What lines of the data hold the string "pages"? Pull each one out.

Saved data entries
******************************

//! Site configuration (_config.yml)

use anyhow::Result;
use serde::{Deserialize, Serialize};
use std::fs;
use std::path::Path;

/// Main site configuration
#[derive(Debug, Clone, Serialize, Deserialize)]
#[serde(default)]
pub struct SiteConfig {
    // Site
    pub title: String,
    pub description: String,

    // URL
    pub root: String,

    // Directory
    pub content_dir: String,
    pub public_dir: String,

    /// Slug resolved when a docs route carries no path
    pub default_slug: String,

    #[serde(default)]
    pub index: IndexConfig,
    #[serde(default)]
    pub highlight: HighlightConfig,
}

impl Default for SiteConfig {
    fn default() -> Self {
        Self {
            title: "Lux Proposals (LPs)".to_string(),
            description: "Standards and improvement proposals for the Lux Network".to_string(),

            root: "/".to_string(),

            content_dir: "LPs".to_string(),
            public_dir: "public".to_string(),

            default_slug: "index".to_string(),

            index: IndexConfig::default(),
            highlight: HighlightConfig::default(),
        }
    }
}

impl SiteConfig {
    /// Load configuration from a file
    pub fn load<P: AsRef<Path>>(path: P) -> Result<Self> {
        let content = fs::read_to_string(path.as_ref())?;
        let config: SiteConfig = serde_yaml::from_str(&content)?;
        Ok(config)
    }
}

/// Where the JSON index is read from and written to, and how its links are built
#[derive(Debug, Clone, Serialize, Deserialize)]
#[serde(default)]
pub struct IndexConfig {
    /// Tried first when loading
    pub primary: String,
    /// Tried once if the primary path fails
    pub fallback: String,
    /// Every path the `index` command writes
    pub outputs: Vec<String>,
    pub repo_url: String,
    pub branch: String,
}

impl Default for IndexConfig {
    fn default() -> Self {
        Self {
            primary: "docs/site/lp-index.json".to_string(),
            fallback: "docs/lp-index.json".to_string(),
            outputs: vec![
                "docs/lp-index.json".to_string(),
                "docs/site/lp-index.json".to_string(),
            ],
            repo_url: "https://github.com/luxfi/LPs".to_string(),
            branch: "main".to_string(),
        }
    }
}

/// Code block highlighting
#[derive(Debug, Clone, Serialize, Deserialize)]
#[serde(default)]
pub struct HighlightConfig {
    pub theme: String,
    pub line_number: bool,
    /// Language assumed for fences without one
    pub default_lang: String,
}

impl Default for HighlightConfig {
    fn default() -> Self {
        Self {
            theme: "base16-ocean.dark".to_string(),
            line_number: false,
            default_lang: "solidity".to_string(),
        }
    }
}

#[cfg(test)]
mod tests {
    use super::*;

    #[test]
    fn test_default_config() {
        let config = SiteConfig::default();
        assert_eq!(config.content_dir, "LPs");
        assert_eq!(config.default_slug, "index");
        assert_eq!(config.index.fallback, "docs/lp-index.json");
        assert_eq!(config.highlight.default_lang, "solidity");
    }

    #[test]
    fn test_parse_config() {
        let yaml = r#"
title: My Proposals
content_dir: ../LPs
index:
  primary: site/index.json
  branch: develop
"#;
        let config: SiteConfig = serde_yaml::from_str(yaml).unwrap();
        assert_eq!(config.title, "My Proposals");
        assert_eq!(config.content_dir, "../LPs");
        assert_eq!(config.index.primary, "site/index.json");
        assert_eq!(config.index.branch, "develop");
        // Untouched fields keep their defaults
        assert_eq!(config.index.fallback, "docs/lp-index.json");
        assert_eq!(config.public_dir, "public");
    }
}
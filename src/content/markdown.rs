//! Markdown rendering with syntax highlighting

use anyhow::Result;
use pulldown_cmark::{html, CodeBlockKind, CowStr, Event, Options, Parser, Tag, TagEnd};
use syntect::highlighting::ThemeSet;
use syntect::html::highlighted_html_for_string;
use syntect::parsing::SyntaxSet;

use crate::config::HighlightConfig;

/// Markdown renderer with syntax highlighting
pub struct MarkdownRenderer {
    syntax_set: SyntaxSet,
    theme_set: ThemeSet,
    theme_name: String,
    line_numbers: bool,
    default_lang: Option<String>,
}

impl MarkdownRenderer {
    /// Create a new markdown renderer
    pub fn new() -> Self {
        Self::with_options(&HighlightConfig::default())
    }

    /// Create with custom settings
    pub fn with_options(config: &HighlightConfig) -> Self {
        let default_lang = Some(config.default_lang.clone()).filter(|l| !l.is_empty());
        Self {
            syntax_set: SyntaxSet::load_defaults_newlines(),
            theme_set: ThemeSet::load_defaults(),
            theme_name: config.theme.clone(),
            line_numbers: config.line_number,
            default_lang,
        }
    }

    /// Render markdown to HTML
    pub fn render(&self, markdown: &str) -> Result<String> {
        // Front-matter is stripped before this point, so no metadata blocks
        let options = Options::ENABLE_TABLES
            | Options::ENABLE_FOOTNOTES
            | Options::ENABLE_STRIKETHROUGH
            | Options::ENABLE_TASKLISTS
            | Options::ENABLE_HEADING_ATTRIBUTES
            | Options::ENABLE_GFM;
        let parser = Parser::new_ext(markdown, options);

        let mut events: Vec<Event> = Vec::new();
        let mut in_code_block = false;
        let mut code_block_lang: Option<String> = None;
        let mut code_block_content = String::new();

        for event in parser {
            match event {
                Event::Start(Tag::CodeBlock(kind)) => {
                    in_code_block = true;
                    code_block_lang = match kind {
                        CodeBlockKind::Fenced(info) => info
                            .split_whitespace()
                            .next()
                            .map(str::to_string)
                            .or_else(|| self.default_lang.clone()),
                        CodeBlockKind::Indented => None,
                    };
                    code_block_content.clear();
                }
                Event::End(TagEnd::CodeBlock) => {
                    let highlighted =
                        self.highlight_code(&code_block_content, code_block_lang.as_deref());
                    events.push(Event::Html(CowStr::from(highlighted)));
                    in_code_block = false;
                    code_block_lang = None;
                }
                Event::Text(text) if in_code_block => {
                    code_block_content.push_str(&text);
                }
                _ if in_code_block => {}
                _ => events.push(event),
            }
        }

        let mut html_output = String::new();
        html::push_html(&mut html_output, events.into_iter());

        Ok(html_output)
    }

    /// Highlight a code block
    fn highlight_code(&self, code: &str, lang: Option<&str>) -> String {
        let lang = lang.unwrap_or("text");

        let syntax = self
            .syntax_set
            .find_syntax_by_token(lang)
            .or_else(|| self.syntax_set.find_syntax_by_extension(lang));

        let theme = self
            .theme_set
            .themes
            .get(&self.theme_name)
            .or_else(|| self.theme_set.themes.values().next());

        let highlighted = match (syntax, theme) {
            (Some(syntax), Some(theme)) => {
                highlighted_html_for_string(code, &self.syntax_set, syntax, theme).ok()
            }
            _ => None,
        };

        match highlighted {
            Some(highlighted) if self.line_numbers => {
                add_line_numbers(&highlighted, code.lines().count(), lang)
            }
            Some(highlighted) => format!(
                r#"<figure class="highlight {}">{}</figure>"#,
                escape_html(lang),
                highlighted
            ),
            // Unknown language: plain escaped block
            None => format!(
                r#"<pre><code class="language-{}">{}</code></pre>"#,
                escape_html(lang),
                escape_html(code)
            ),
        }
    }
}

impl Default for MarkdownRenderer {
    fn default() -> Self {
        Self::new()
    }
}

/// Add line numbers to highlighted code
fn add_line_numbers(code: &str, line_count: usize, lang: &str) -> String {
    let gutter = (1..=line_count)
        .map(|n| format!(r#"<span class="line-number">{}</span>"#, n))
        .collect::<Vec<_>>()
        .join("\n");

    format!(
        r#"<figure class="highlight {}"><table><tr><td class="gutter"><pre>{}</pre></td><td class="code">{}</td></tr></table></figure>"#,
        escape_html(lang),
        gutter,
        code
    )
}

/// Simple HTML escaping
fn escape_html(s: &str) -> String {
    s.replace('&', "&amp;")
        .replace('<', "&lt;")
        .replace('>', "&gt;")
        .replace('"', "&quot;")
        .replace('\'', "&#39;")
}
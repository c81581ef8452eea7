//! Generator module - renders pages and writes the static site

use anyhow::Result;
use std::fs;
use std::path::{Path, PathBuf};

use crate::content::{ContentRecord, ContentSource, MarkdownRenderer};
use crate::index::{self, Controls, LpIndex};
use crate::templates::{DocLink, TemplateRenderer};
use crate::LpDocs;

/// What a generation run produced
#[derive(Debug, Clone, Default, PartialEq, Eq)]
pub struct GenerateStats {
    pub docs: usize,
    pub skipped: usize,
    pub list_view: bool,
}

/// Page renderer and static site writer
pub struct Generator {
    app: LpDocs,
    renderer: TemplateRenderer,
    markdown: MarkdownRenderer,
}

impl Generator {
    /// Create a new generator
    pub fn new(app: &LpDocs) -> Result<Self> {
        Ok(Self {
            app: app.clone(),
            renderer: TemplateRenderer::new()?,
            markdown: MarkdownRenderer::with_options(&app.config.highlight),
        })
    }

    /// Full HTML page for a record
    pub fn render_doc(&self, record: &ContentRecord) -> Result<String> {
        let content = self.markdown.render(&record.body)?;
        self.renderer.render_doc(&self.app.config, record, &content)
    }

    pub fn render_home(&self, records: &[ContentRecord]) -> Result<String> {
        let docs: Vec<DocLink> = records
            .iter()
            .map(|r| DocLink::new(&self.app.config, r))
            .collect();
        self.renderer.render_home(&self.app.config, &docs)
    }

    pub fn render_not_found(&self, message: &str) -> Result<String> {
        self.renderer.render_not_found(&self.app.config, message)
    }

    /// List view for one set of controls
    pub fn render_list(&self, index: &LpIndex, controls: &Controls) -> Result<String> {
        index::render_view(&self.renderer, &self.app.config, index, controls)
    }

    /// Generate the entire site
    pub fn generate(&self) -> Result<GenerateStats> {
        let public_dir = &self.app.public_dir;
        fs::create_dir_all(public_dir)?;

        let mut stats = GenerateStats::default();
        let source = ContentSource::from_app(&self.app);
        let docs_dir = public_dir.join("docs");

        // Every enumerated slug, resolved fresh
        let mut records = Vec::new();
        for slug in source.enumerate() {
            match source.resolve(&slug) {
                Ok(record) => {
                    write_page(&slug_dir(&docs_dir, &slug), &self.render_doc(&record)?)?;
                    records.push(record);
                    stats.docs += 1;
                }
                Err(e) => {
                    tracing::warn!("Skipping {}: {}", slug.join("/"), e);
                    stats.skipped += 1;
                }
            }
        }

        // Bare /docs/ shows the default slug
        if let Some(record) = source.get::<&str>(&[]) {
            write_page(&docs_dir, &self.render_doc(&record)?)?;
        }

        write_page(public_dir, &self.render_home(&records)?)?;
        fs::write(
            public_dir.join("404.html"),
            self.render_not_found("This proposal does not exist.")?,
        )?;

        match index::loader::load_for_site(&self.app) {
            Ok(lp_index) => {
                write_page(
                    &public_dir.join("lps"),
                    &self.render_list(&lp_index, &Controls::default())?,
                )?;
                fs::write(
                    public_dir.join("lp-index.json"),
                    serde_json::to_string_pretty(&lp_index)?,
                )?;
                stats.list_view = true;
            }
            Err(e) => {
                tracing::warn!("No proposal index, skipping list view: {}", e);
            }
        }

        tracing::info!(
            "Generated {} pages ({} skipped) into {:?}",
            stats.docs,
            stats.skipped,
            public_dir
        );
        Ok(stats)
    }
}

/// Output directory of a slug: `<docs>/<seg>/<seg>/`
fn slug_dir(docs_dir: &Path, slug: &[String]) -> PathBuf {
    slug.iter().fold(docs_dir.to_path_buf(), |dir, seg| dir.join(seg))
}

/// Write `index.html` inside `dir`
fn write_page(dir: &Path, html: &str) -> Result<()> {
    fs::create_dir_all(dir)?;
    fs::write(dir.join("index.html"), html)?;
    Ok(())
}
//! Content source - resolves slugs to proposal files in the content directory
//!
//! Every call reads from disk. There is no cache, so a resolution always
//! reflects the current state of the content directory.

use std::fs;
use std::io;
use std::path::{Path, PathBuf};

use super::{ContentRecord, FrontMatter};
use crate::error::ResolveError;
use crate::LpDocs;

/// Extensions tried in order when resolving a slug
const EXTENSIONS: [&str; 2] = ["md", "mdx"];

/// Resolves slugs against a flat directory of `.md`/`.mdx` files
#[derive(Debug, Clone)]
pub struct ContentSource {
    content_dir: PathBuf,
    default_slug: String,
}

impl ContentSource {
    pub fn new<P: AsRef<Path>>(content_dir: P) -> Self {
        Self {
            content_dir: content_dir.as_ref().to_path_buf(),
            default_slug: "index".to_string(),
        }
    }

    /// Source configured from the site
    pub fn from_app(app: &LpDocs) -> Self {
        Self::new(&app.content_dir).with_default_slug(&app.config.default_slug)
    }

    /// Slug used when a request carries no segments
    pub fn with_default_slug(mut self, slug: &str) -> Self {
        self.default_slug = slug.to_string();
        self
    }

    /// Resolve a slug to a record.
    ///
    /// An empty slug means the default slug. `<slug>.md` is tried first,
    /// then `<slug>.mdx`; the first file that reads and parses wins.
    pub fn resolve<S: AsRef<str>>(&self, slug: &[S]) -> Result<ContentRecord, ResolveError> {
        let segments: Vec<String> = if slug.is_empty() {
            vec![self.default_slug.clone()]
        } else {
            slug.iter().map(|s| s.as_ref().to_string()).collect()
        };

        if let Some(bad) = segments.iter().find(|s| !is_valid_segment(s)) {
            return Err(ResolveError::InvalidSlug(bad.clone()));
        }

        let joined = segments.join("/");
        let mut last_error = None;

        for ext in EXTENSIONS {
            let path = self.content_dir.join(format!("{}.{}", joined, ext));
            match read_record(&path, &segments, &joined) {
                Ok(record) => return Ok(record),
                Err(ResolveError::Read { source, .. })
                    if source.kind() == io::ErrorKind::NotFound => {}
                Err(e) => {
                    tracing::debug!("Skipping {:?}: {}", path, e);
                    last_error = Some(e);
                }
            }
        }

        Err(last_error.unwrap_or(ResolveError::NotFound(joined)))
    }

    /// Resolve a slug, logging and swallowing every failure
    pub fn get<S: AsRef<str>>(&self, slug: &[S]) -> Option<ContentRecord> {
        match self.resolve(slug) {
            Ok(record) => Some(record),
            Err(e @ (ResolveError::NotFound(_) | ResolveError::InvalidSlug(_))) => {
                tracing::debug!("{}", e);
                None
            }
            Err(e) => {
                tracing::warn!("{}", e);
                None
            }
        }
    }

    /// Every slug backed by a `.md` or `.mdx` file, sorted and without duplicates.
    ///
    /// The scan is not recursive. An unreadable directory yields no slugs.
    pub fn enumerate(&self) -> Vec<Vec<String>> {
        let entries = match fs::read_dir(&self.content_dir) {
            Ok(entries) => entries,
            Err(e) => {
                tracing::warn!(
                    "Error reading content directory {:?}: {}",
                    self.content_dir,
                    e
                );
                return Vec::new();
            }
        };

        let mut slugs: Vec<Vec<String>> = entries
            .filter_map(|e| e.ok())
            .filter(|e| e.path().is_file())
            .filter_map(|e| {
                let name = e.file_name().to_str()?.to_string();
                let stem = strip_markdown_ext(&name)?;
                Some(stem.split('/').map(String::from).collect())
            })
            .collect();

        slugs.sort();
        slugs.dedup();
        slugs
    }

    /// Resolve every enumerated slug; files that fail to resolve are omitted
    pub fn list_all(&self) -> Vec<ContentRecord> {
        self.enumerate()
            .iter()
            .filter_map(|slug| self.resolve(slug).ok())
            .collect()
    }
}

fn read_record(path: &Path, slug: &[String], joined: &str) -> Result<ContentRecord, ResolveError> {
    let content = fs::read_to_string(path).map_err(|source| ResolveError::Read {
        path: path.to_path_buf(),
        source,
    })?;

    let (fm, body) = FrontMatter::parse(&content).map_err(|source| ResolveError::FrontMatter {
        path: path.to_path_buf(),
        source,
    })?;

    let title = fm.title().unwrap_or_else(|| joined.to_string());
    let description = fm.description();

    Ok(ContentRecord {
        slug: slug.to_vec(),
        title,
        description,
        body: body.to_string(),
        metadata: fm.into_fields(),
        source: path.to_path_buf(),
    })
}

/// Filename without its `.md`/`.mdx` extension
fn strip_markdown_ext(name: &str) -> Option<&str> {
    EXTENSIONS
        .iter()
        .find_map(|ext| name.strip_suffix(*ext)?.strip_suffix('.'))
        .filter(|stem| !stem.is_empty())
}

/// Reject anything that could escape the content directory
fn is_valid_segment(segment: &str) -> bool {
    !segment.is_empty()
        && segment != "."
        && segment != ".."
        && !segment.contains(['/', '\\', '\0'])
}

******************************

FINISHED TASK
//! Generator module - renders pages and writes the static site
            "Generated {} pages ({} skipped) into {:?}",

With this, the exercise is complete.